Since the evolution of pop music, the most common structure is: verse, chorus and middle eight, or often referred to as ABABCBB. This will probably feel familiar to most and looks like:

 

Intro – can be unique or a repeat of a verse or chorus

Verse 1 – usually a straightforward structure, containing four to 8 chords

Chorus 1 – similar to the verse containing four to eight chords, however, with more power via voice or instrument

Verse 2 – same structure as other verses, four to eight chords

Chorus 2 – repeat

Middle 8 – literally a bridge-between the verse and the chorus, or the chorus and the verse

Chorus 3 – repeat

Chorus out – often a repeat of the verse or chorus

 

Variants

There are many variants of this classic pop structure. For example, ABCABCBC, containing verse1/bridge1/chorus1/verse2/bridge2/chorus 2/instrumental (usually based on the bridge)/chorus 3.

Other structures can be completely different, for example, Somewhere Over the Rainbow, which has the structure AABA: verse 1/verse 2/bridge/verse 1. Or, entirely unique as in Bridge Over Troubled Water by Simon and Garfunkel, with an AAA structure. Often more old-fashioned examples include ABAC, Moon River, or ABCD, found in Rodgers and Hammerstein’s You’ll Never Walk Alone.

More modern songs really mix up the structure and use the chorus as the intro, When You Were Young by the Killers.

 

Minutes and Seconds

The other notable structure of a song is its length. The most popular song length for radio play is three minutes 30 seconds, with three minutes being the optimum time to make the song memorable in a listener’s mind.
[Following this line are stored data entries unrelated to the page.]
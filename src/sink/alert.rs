use std::collections::HashSet;
use std::sync::atomic::{AtomicU64, Ordering};
use std::sync::Arc;

use crate::counter::CrossingTally;
use crate::pipeline::CrossingHandler;

pub const DEFAULT_ALERT_CATEGORIES: [&str; 2] = ["wheelchair", "reduced_mobility"];

/// Raises a warning when a watched category crosses.
pub struct AlertHandler {
    categories: HashSet<String>,
    raised: Arc<AtomicU64>,
}

impl AlertHandler {
    pub fn new<I, S>(categories: I) -> Self
    where
        I: IntoIterator<Item = S>,
        S: Into<String>,
    {
        Self {
            categories: categories.into_iter().map(Into::into).collect(),
            raised: Arc::new(AtomicU64::new(0)),
        }
    }

    /// Shared count of alerts raised so far.
    pub fn raised(&self) -> Arc<AtomicU64> {
        self.raised.clone()
    }

    pub fn watches(&self, category: &str) -> bool {
        self.categories.contains(category)
    }
}

impl CrossingHandler for AlertHandler {
    fn on_crossings(&mut self, tallies: &[CrossingTally]) {
        for tally in tallies {
            if !self.watches(&tally.event.category) {
                continue;
            }
            self.raised.fetch_add(1, Ordering::Relaxed);
            log::warn!(
                "alert: {} crossed {} (track {}, {} of this category today)",
                tally.event.category,
                tally.event.direction,
                tally.event.track_id,
                tally.category.total()
            );
        }
    }
}

#[cfg(test)]
mod tests {
    use super::*;
    use crate::counter::CounterStore;
    use crate::{CrossingEvent, Direction};

    #[test]
    fn raises_only_for_watched_categories() {
        let counters = CounterStore::new();
        let tallies = counters.apply(&[
            CrossingEvent {
                track_id: 1,
                category: "adult".into(),
                direction: Direction::LeftToRight,
                frame_index: 0,
            },
            CrossingEvent {
                track_id: 2,
                category: "wheelchair".into(),
                direction: Direction::RightToLeft,
                frame_index: 0,
            },
        ]);
        let mut handler = AlertHandler::new(DEFAULT_ALERT_CATEGORIES);
        let raised = handler.raised();
        handler.on_crossings(&tallies);
        assert_eq!(raised.load(Ordering::Relaxed), 1);
        assert!(handler.watches("reduced_mobility"));
        assert!(!handler.watches("adult"));
    }
}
However, as with song structure, it really is down to the creativity of the song writer but song length can be traced back to the beginning of recording music.
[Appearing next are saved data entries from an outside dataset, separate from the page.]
//! counterd - live line-crossing counter daemon
//!
//! This daemon:
//! 1. Captures frames from the configured source
//! 2. Runs the detector/tracker and the crossing engine on a worker thread
//! 3. Writes crossing records, periodic snapshots and summaries from a
//!    persistence thread
//! 4. Polls the latest frame and counters on the main thread and logs health
//! 5. On Ctrl-C (or after `--seconds`) writes a final snapshot and summary

use anyhow::{anyhow, Result};
use clap::Parser;
use std::path::PathBuf;
use std::sync::mpsc::{self, RecvTimeoutError};
use std::time::{Duration, Instant};

use crossing_kernel::config::CounterdConfig;
use crossing_kernel::detect::{CrowdConfig, ScriptedBackend, SyntheticCrowdBackend};
use crossing_kernel::ingest::open_source;
use crossing_kernel::pipeline::Pipeline;
use crossing_kernel::sink::{AlertHandler, Persistence};
use crossing_kernel::{DetectorBackend, SaveRequest};

const POLL_INTERVAL: Duration = Duration::from_millis(200);
const HEALTH_INTERVAL: Duration = Duration::from_secs(10);
const FINAL_SNAPSHOT_PREFIX: &str = "final_snapshot";

#[derive(Parser, Debug)]
#[command(author, version, about)]
struct Args {
    /// Stop after this many seconds (runs until Ctrl-C when absent).
    #[arg(long)]
    seconds: Option<u64>,
    /// Simulated walkers on screen when no detection script is given.
    #[arg(long, default_value_t = 4)]
    walkers: usize,
    /// Seed for the simulated crowd.
    #[arg(long, default_value_t = 7)]
    seed: u64,
    /// Replay detections from a JSON-lines script instead of simulating.
    #[arg(long, env = "COUNTER_DETECTION_SCRIPT")]
    script: Option<PathBuf>,
}

fn main() -> Result<()> {
    env_logger::Builder::from_env(env_logger::Env::default().default_filter_or("info")).init();
    let args = Args::parse();
    if args.walkers == 0 && args.script.is_none() {
        return Err(anyhow!("--walkers must be >= 1"));
    }

    let cfg = CounterdConfig::load()?;
    log::info!(
        "counterd starting: source={} line={} margin={}px data_dir={}",
        cfg.source.url,
        cfg.line.fraction,
        cfg.line.margin_px,
        cfg.data_dir.display()
    );

    let detector: Box<dyn DetectorBackend> = match &args.script {
        Some(path) => Box::new(ScriptedBackend::from_path(path)?),
        None => Box::new(SyntheticCrowdBackend::new(CrowdConfig {
            walkers: args.walkers,
            seed: args.seed,
            ..CrowdConfig::default()
        })?),
    };
    let source = open_source(cfg.source.clone())?;

    let persistence = Persistence::spawn(cfg.persistence_config())?;
    let mut pipeline = Pipeline::new(cfg.pipeline_config()?)
        .with_settings(std::sync::Arc::new(cfg.line_settings()))
        .with_handler(Box::new(persistence.handle()));
    if cfg.alerts_enabled {
        pipeline = pipeline.with_handler(Box::new(AlertHandler::new(cfg.alert_categories.clone())));
    }
    if cfg.snapshots_enabled {
        pipeline = pipeline.with_snapshot_sink(Box::new(persistence.handle()));
    }
    let handle = pipeline.spawn(source, detector)?;

    let (tx, rx) = mpsc::channel();
    ctrlc::set_handler(move || {
        let _ = tx.send(());
    })
    .expect("error setting Ctrl-C handler");

    let deadline = args
        .seconds
        .map(|secs| Instant::now() + Duration::from_secs(secs));
    let mut last_sequence = 0;
    let mut last_health = Instant::now();
    log::info!("counterd running (Ctrl-C to stop)");
    loop {
        match rx.recv_timeout(POLL_INTERVAL) {
            Ok(()) | Err(RecvTimeoutError::Disconnected) => {
                log::info!("shutdown signal received");
                break;
            }
            Err(RecvTimeoutError::Timeout) => {}
        }
        if handle.is_finished() {
            log::warn!("pipeline worker exited");
            break;
        }
        if deadline.is_some_and(|deadline| Instant::now() >= deadline) {
            log::info!("run time elapsed");
            break;
        }

        if let Some(latest) = handle.bus().read_newer(last_sequence) {
            last_sequence = latest.sequence;
            if last_health.elapsed() >= HEALTH_INTERVAL {
                let totals = latest.counters.totals();
                log::info!(
                    "health: frame={} fps={:.1} left_to_right={} right_to_left={} line={:.2}",
                    latest.frame_index,
                    latest.fps,
                    totals.left_to_right,
                    totals.right_to_left,
                    handle.settings().line_fraction()
                );
                last_health = Instant::now();
            }
        }
    }

    let final_frame = handle.bus().read();
    let counters = handle.counters().clone();
    let report = handle.stop();

    let writer = persistence.handle();
    if let Some(latest) = final_frame {
        writer.save_snapshot(SaveRequest::manual(
            latest.frame.clone(),
            FINAL_SNAPSHOT_PREFIX,
        ));
    }
    match writer.export_summary(counters.snapshot(), None) {
        Ok(path) => log::info!("final summary: {}", path.display()),
        Err(err) => log::error!("final summary failed: {:#}", err),
    }
    let stats = persistence.stop()?;
    log::info!("persistence: {}", serde_json::to_string(&stats)?);

    let report = report?;
    log::info!("pipeline report: {}", serde_json::to_string(&report)?);
    Ok(())
}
From 1858 to the late 1950s, recorded songs were called a ‘78’ because it spun at 78 revolutions per minute (rpm). This also limited the length of the song, because only so much music could fit. At speed 78, songs came in two sizes: 10-inch that held three minutes of music and 12-inch that held four.
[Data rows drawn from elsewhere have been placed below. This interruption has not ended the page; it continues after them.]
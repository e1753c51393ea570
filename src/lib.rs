//! Crossing Kernel
//!
//! Counts pedestrians and personal-mobility vehicles crossing a virtual
//! vertical line in a video feed, per category and per direction.
//!
//! # Architecture
//!
//! One worker thread owns capture, detection and the crossing engine. It
//! hands results to the rest of the process through three shared values:
//!
//! 1. **CounterStore**: category x direction totals, applied once per frame
//!    under a single lock.
//! 2. **FrameBus**: single-slot mailbox holding the latest annotated frame and
//!    the counters as of that frame. Slow readers skip frames.
//! 3. **SnapshotScheduler**: gates periodic snapshot saves without blocking
//!    the worker; triggers during an in-flight save are dropped.
//!
//! Persistence (CSV records, summary exports, JPEG snapshots) runs on its own
//! thread fed by a channel, so disk latency never stalls counting.
//!
//! # Module Structure
//!
//! - `track`, `engine`: identity state and crossing detection (no I/O)
//! - `counter`, `frame`, `snapshot`, `settings`: shared concurrency primitives
//! - `detect`, `ingest`: detector and frame-source seams
//! - `pipeline`: the worker loop and its handle
//! - `sink`: persistence, alerts
//! - `config`: daemon configuration

use std::fmt;

use serde::{Deserialize, Serialize};

pub mod config;
pub mod counter;
pub mod detect;
pub mod engine;
pub mod frame;
pub mod ingest;
pub mod pipeline;
pub mod settings;
pub mod sink;
pub mod snapshot;
pub mod track;

pub use counter::{CounterSnapshot, CounterStore, CrossingTally, DirectionCounts};
pub use detect::{
    CategoryMap, CategorySpec, Detection, DetectorBackend, UnmappedPolicy, UNMAPPED_CATEGORY,
};
pub use engine::{EngineConfig, EngineStats, LineCrossingEngine};
pub use frame::{BusValue, Frame, FrameBus};
pub use ingest::{FrameSource, SyntheticSource};
pub use pipeline::{
    CrossingHandler, PipelineConfig, PipelineHandle, PipelineReport, SnapshotSink,
};
pub use settings::LineSettings;
pub use snapshot::{SaveRequest, SnapshotScheduler};
pub use track::{Side, TrackState, TrackStateStore};

/// Crossing direction relative to the counting line, as seen in the image.
#[derive(Clone, Copy, Debug, PartialEq, Eq, Hash, Serialize, Deserialize)]
#[serde(rename_all = "snake_case")]
pub enum Direction {
    LeftToRight,
    RightToLeft,
}

impl Direction {
    pub const ALL: [Direction; 2] = [Direction::LeftToRight, Direction::RightToLeft];

    pub fn as_str(&self) -> &'static str {
        match self {
            Direction::LeftToRight => "left_to_right",
            Direction::RightToLeft => "right_to_left",
        }
    }
}

impl fmt::Display for Direction {
    fn fmt(&self, f: &mut fmt::Formatter<'_>) -> fmt::Result {
        f.write_str(self.as_str())
    }
}

/// One counted crossing. Emitted at most once per live track identity.
#[derive(Clone, Debug, PartialEq, Eq, Serialize, Deserialize)]
pub struct CrossingEvent {
    pub track_id: u64,
    pub category: String,
    pub direction: Direction,
    pub frame_index: u64,
}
However, in 1949, the record company RCA introduced a 45 rpm disk that quickly overtook the 78 and made it obsolete, largely due to being made of vinyl instead of shellac, which made them more durable, portable, cheaper to make and consequently cheaper to buy as the pop music revolution began and teenagers were the largest consumer market.

Still at an average length of three minutes, this launched the concept of a ‘single’, as for a band to get its songs played on the radio, it needed to have a 45. The songs that came out immediately after the creation of the 45, defined pop music for decades, with all of Elvis’s singles sold on 45, as were the singles of The Beatles, The Rolling Stones, and Pink Floyd, for example.

Despite the technological advances we have today, with digital downloads, the average length of a song remains at under five minutes and generally three minutes 30 seconds. However, there is always an exception to the norm. Examples of extended song lengths include The Chemical Brothers with Galvanise at 6.34 minutes, Fatboy Slim with The Rockerfella Skank at 6.53 minutes, and Muse with Knights of Cyndonia at 6.03 minutes.

However, older artists have recorded longer songs with both Rush and Jimi Hendrix with 20-minute-long songs, while Pink Floyd, Led Zepplin, and Bob Dylan all have 10-minute songs.